- Records for this task -
****

use crate::backend::{helpers, DatabaseBackend, TableBackend};
use crate::error::{ApiError, RemoteError};
use crate::query::{CountMode, Selection, TableQuery};
use crate::record::Row;
use crate::tracing_shim::debug;
use crate::Location;
use std::collections::BTreeMap;
use std::future::{self, Future};
use std::sync::{Mutex, PoisonError, RwLock};

/// A request received by a [`Memory`] backend.
#[derive(Debug, Clone, PartialEq)]
pub enum Request {
    /// A read.
    Select(TableQuery),
    /// An upsert of one row.
    Upsert {
        /// The target table.
        table: String,
        /// The row sent.
        row: Row,
    },
}

/// An in-process backend with the same observable behavior as a hosted one.
///
/// Tables must be created with [`Memory::create_table`] before use; reading a missing table fails
/// the same way Postgres does. Every request is recorded and can be inspected with
/// [`Memory::requests`].
#[derive(Debug)]
pub struct Memory {
    location: Location,
    tables: RwLock<BTreeMap<String, Table>>,
    requests: Mutex<Vec<Request>>,
}

#[derive(Debug)]
struct Table {
    /// The primary-key column upserts conflict on.
    key: String,
    rows: Vec<Row>,
}

impl Memory {
    /// An empty in-memory backend.
    #[inline]
    pub fn new() -> Self {
        Self {
            location: Location::InMemory,
            tables: RwLock::new(BTreeMap::new()),
            requests: Mutex::new(Vec::new()),
        }
    }

    /// Create `table` with the given primary-key column. Nothing happens if it already exists.
    pub fn create_table(&self, table: &str, key: &str) {
        let mut tables = self.tables.write().unwrap_or_else(PoisonError::into_inner);
        let _table = tables.entry(table.to_owned()).or_insert_with(|| Table {
            key: key.to_owned(),
            rows: Vec::new(),
        });
    }

    /// The rows currently stored in `table`, in insertion order. Not recorded as a request.
    pub fn rows(&self, table: &str) -> Option<Vec<Row>> {
        let tables = self.tables.read().unwrap_or_else(PoisonError::into_inner);
        tables.get(table).map(|table| table.rows.clone())
    }

    /// Every request received so far, oldest first.
    pub fn requests(&self) -> Vec<Request> {
        self.requests
            .lock()
            .unwrap_or_else(PoisonError::into_inner)
            .clone()
    }

    fn record(&self, request: Request) {
        self.requests
            .lock()
            .unwrap_or_else(PoisonError::into_inner)
            .push(request);
    }

    fn select_now(&self, query: TableQuery) -> Result<Selection, RemoteError> {
        self.record(Request::Select(query.clone()));

        let tables = self.tables.read().unwrap_or_else(PoisonError::into_inner);
        let table = tables.get(&query.table).ok_or_else(|| undefined_table(&query.table))?;

        let mut rows: Vec<_> = table
            .rows
            .iter()
            .filter(|row| query.filter.as_ref().map_or(true, |filter| helpers::matches(row, filter)))
            .cloned()
            .collect();
        drop(tables);

        let count = match query.count {
            CountMode::None => None,
            CountMode::Exact | CountMode::ExactHead => Some(rows.len() as u64),
        };
        if let Some(order) = &query.order {
            rows.sort_by(|a, b| {
                let ordering = helpers::compare(a, b, &order.column);
                if order.ascending {
                    ordering
                } else {
                    ordering.reverse()
                }
            });
        }
        if let Some(limit) = query.limit {
            rows.truncate(usize::try_from(limit).unwrap_or(usize::MAX));
        }
        if query.count == CountMode::ExactHead {
            rows.clear();
        }

        debug!(table = %query.table, rows = rows.len(), ?count, "memory select");
        Ok(Selection { rows, count })
    }

    fn upsert_now(&self, table_name: &str, row: Row) -> Result<Vec<Row>, RemoteError> {
        self.record(Request::Upsert {
            table: table_name.to_owned(),
            row: row.clone(),
        });

        let mut tables = self.tables.write().unwrap_or_else(PoisonError::into_inner);
        let table = tables
            .get_mut(table_name)
            .ok_or_else(|| undefined_table(table_name))?;

        let key = match row.get(&table.key) {
            Some(key) if !key.is_null() => key.clone(),
            _ => {
                return Err(ApiError::new(
                    "23502",
                    format!(
                        "null value in column \"{}\" of relation \"{table_name}\" violates not-null \
                         constraint",
                        table.key
                    ),
                )
                .into())
            }
        };

        let existing = table
            .rows
            .iter_mut()
            .find(|stored| stored.get(&table.key) == Some(&key));
        match existing {
            Some(stored) => *stored = row.clone(),
            None => table.rows.push(row.clone()),
        }

        Ok(vec![row])
    }
}

impl Default for Memory {
    fn default() -> Self {
        Self::new()
    }
}

impl DatabaseBackend for Memory {
    fn at_location(location: Location) -> Result<Self, RemoteError> {
        match location {
            Location::InMemory => Ok(Self::new()),
            location => Err(RemoteError::Location(format!(
                "the memory backend cannot be opened at {location:?}"
            ))),
        }
    }

    fn location(&self) -> &Location {
        &self.location
    }
}

impl TableBackend for Memory {
    fn select(
        &self,
        query: TableQuery,
    ) -> impl Future<Output = Result<Selection, RemoteError>> + Send {
        future::ready(self.select_now(query))
    }

    fn upsert(
        &self,
        table: &str,
        row: Row,
    ) -> impl Future<Output = Result<Vec<Row>, RemoteError>> + Send {
        future::ready(self.upsert_now(table, row))
    }
}

fn undefined_table(table: &str) -> RemoteError {
    ApiError::new("42P01", format!("relation \"{table}\" does not exist")).into()
}
//! The remote query builder.
//!
//! A [`TableQuery`] describes a single read against one table: an optional filter, ordering, row
//! cap and counting mode. Backends translate it into their own request format.

use crate::record::Row;
use serde_json::Value;

/// How a backend should count the rows matching a query.
#[derive(Debug, Clone, Copy, Default, PartialEq, Eq)]
pub enum CountMode {
    /// Don't count.
    #[default]
    None,
    /// Count exactly and return the rows.
    Exact,
    /// Count exactly and return no rows.
    ExactHead,
}

/// A row filter.
#[derive(Debug, Clone, PartialEq)]
pub enum Filter {
    /// `column = value`.
    Eq {
        /// The column to compare.
        column: String,
        /// The value it must equal.
        value: Value,
    },
    /// Any of `columns` contains `term`, ignoring case.
    IlikeAny {
        /// The columns searched.
        columns: Vec<String>,
        /// The text searched for, without wildcards.
        term: String,
    },
}

/// An ordering on a single column.
#[derive(Debug, Clone, PartialEq, Eq)]
pub struct Order {
    /// The column to sort by.
    pub column: String,
    /// Whether to sort ascending.
    pub ascending: bool,
}

/// A read against one table.
#[must_use]
#[derive(Debug, Clone, PartialEq)]
pub struct TableQuery {
    /// The table to read.
    pub table: String,
    /// Which rows to return.
    pub filter: Option<Filter>,
    /// How to sort the rows.
    pub order: Option<Order>,
    /// The maximum number of rows to return.
    pub limit: Option<u64>,
    /// Whether to count the matching rows.
    pub count: CountMode,
}

impl TableQuery {
    /// Select every column of every row of `table`.
    pub fn from_table(table: impl Into<String>) -> Self {
        Self {
            table: table.into(),
            filter: None,
            order: None,
            limit: None,
            count: CountMode::None,
        }
    }

    /// Only keep rows where `column` equals `value`.
    pub fn eq(mut self, column: impl Into<String>, value: impl Into<Value>) -> Self {
        self.filter = Some(Filter::Eq {
            column: column.into(),
            value: value.into(),
        });
        self
    }

    /// Only keep rows where any of `columns` contains `term`, ignoring case.
    pub fn ilike_any<I, S>(mut self, columns: I, term: impl Into<String>) -> Self
    where
        I: IntoIterator<Item = S>,
        S: Into<String>,
    {
        self.filter = Some(Filter::IlikeAny {
            columns: columns.into_iter().map(Into::into).collect(),
            term: term.into(),
        });
        self
    }

    /// Sort ascending by `column`.
    pub fn order_asc(mut self, column: impl Into<String>) -> Self {
        self.order = Some(Order {
            column: column.into(),
            ascending: true,
        });
        self
    }

    /// Return at most `limit` rows.
    pub const fn limit(mut self, limit: u64) -> Self {
        self.limit = Some(limit);
        self
    }

    /// Count matching rows exactly without returning any of them.
    pub const fn head_count(mut self) -> Self {
        self.count = CountMode::ExactHead;
        self
    }
}

/// The rows returned for a [`TableQuery`], along with the count if one was requested.
#[derive(Debug, Clone, Default, PartialEq)]
pub struct Selection {
    /// The rows, in backend order.
    pub rows: Vec<Row>,
    /// The exact number of matching rows, if counted.
    pub count: Option<u64>,
}
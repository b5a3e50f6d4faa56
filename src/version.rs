//! Content-addressed version tokens for static assets.
//!
//! Every rewritten `url(...)` reference gets a `?v=<token>` suffix so
//! browsers and CDNs cache-bust on content changes, not on deploys. The
//! token is derived from the asset's MD5 digest:
//!
//! 1. Hash the raw bytes (128-bit digest = 16 bytes).
//! 2. Split into 8 big-endian 16-bit groups.
//! 3. From each group take bits 5–10 (`(n >> 5) & 0x3F`).
//! 4. Map each 6-bit value through a fixed 64-character alphabet.
//!
//! The result is always 8 characters from `0-9a-zA-Z-_`, stable for
//! identical content, and cheap to compare in URLs. MD5 is used as a
//! content fingerprint only; nothing here is security-sensitive.
//!
//! ## Missing assets
//!
//! A stylesheet may reference an asset that is generated later or hosted
//! elsewhere. In normal mode the versioner tolerates this: the token
//! defaults to `"0"` and the path is recorded as a warning. In debug mode
//! a missing asset is a hard error, surfaced by the combiner with the
//! referencing stylesheet attached.
//!
//! ## Debug tokens
//!
//! Debug builds reverse the token and prefix it with `debug_`, so a debug
//! artifact can never collide with (or be mistaken for) a release one.
//!
//! ## Caching
//!
//! Tokens are cached per asset path for the lifetime of one run and shared
//! across all entry points, so an icon referenced by twenty stylesheets is
//! hashed once. The cache key has any query suffix stripped first:
//! `img.png?old=1` and `img.png` are the same asset.

use crate::workspace::Workspace;
use md5::{Digest, Md5};
use std::collections::HashMap;
use std::io;
use thiserror::Error;

/// Alphabet for 6-bit token characters, in value order.
const B64_MAP: [char; 64] = [
    '0', '1', '2', '3', '4', '5', '6', '7', '8', '9', //
    'a', 'b', 'c', 'd', 'e', 'f', 'g', 'h', 'i', 'j', //
    'k', 'l', 'm', 'n', 'o', 'p', 'q', 'r', 's', 't', //
    'u', 'v', 'w', 'x', 'y', 'z', 'A', 'B', 'C', 'D', //
    'E', 'F', 'G', 'H', 'I', 'J', 'K', 'L', 'M', 'N', //
    'O', 'P', 'Q', 'R', 'S', 'T', 'U', 'V', 'W', 'X', //
    'Y', 'Z', '-', '_',
];

/// Token returned for a missing asset in normal mode.
const DEFAULT_TOKEN: &str = "0";

#[derive(Error, Debug)]
pub enum VersionError {
    #[error("IO error: {0}")]
    Io(#[from] io::Error),
    /// Asset not found in debug mode. The combiner wraps this with the
    /// referencing stylesheet's path.
    #[error("asset not found: {0}")]
    Missing(String),
}

/// Computes and caches version tokens for one run.
///
/// Owned by the pipeline driver and threaded through every entry point, so
/// the cache survives across targets within a single invocation.
pub struct Versioner<'a> {
    fs: &'a dyn Workspace,
    debug: bool,
    cache: HashMap<String, String>,
    missing: Vec<String>,
}

impl<'a> Versioner<'a> {
    pub fn new(fs: &'a dyn Workspace, debug: bool) -> Self {
        Self {
            fs,
            debug,
            cache: HashMap::new(),
            missing: Vec::new(),
        }
    }

    /// Version token for an asset path.
    ///
    /// Strips any existing query suffix before lookup, so stale `?v=` or
    /// hand-written query strings don't split the cache. Missing assets
    /// yield `"0"` in normal mode and `VersionError::Missing` in debug mode.
    pub fn token(&mut self, asset_path: &str) -> Result<String, VersionError> {
        let path = match asset_path.split_once('?') {
            Some((p, _)) => p,
            None => asset_path,
        };
        if let Some(cached) = self.cache.get(path) {
            return Ok(cached.clone());
        }

        let token = match self.fs.read_bytes(path) {
            Ok(bytes) => derive_token(&bytes, self.debug),
            Err(err) if err.kind() == io::ErrorKind::NotFound => {
                if self.debug {
                    return Err(VersionError::Missing(path.to_string()));
                }
                self.missing.push(path.to_string());
                DEFAULT_TOKEN.to_string()
            }
            Err(err) => return Err(err.into()),
        };

        self.cache.insert(path.to_string(), token.clone());
        Ok(token)
    }

    /// Asset paths that fell back to the default token, in first-seen order.
    pub fn missing_assets(&self) -> &[String] {
        &self.missing
    }
}

/// Derive a token from raw content bytes.
///
/// Release form: 8 alphabet characters, one per 16-bit digest group.
/// Debug form: the release token reversed, prefixed with `debug_`.
fn derive_token(bytes: &[u8], debug: bool) -> String {
    let digest = Md5::digest(bytes);
    let mut token = String::with_capacity(8);
    for pair in digest.chunks_exact(2) {
        let n = u16::from_be_bytes([pair[0], pair[1]]);
        token.push(B64_MAP[usize::from((n >> 5) & 0x3F)]);
    }
    if debug {
        format!("debug_{}", token.chars().rev().collect::<String>())
    } else {
        token
    }
}
use clap::{Parser, Subcommand};
use jcss::config::BuildConfig;
use jcss::workspace::{DiskWorkspace, Workspace};
use jcss::{config, output, pipeline};
use std::path::{Path, PathBuf};

/// Tagged release builds report the crate version; everything else
/// reports the short commit hash the binary was built from.
fn version_string() -> &'static str {
    if env!("ON_RELEASE_TAG") == "true" {
        return env!("CARGO_PKG_VERSION");
    }
    match env!("GIT_HASH") {
        "" => "dev@unknown",
        hash => Box::leak(format!("dev@{hash}").into_boxed_str()),
    }
}

#[derive(Parser)]
#[command(name = "jcss")]
#[command(about = "Combine @import trees of CSS into minified JS registration modules")]
#[command(long_about = "\
Combine @import trees of CSS into minified JS registration modules

For every configured entry point, jcss recursively inlines @import-ed
stylesheets into one flattened body, strips comments and @charset
declarations, collapses insignificant whitespace, rewrites relative
url(...) references into absolute URLs carrying a content-derived
?v=<token> cache-buster, and writes a single JS statement:

  jcssReg('pages/home', '@charset \"utf-8\";.x{color:red}');

Configuration lives in jcss.toml next to your CSS tree; all paths in it
are relative to the config file's directory. Run 'jcss gen-config' for a
fully documented starting point.")]
#[command(version = version_string())]
struct Cli {
    /// Config file
    #[arg(long, default_value = "jcss.toml", global = true)]
    config: PathBuf,

    #[command(subcommand)]
    command: Command,
}

#[derive(Subcommand)]
enum Command {
    /// Combine and emit every configured target
    Build {
        /// Debug mode: debug version tokens, missing assets are fatal
        #[arg(long)]
        debug: bool,
    },
    /// Validate the config and entry points without writing anything
    Check,
    /// Print a stock jcss.toml with all options documented
    GenConfig,
}

fn main() -> Result<(), Box<dyn std::error::Error>> {
    let cli = Cli::parse();

    match cli.command {
        Command::Build { debug } => {
            let mut config = BuildConfig::load(&cli.config)?;
            if debug {
                config.debug = true;
            }
            let workspace = DiskWorkspace::new(project_root(&cli.config));
            let report = pipeline::build(&workspace, &config)?;
            for line in output::format_build_output(&report) {
                println!("{line}");
            }
        }
        Command::Check => {
            let config = BuildConfig::load(&cli.config)?;
            let workspace = DiskWorkspace::new(project_root(&cli.config));
            let mut entries = 0;
            for target in &config.targets {
                for src in &target.src {
                    if src.contains('*') {
                        continue;
                    }
                    let entry = match &target.cwd {
                        Some(cwd) => jcss::paths::join_normalize(cwd, src),
                        None => src.clone(),
                    };
                    if !workspace.exists(&entry) {
                        return Err(format!("entry point not found: {entry}").into());
                    }
                    entries += 1;
                }
            }
            println!(
                "Config is valid: {} target(s), {} literal entry point(s)",
                config.targets.len(),
                entries
            );
        }
        Command::GenConfig => {
            print!("{}", config::stock_config_toml());
        }
    }

    Ok(())
}

/// Directory all project-relative paths resolve against: the config
/// file's parent, or the working directory for a bare filename.
fn project_root(config_path: &Path) -> PathBuf {
    match config_path.parent() {
        Some(parent) if parent.as_os_str().is_empty() => PathBuf::from("."),
        Some(parent) => parent.to_path_buf(),
        None => PathBuf::from("."),
    }
}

****

- Work to complete -
Only the number is wanted: how many lines in the material above contain the string "points"?

- Exercise solution -
2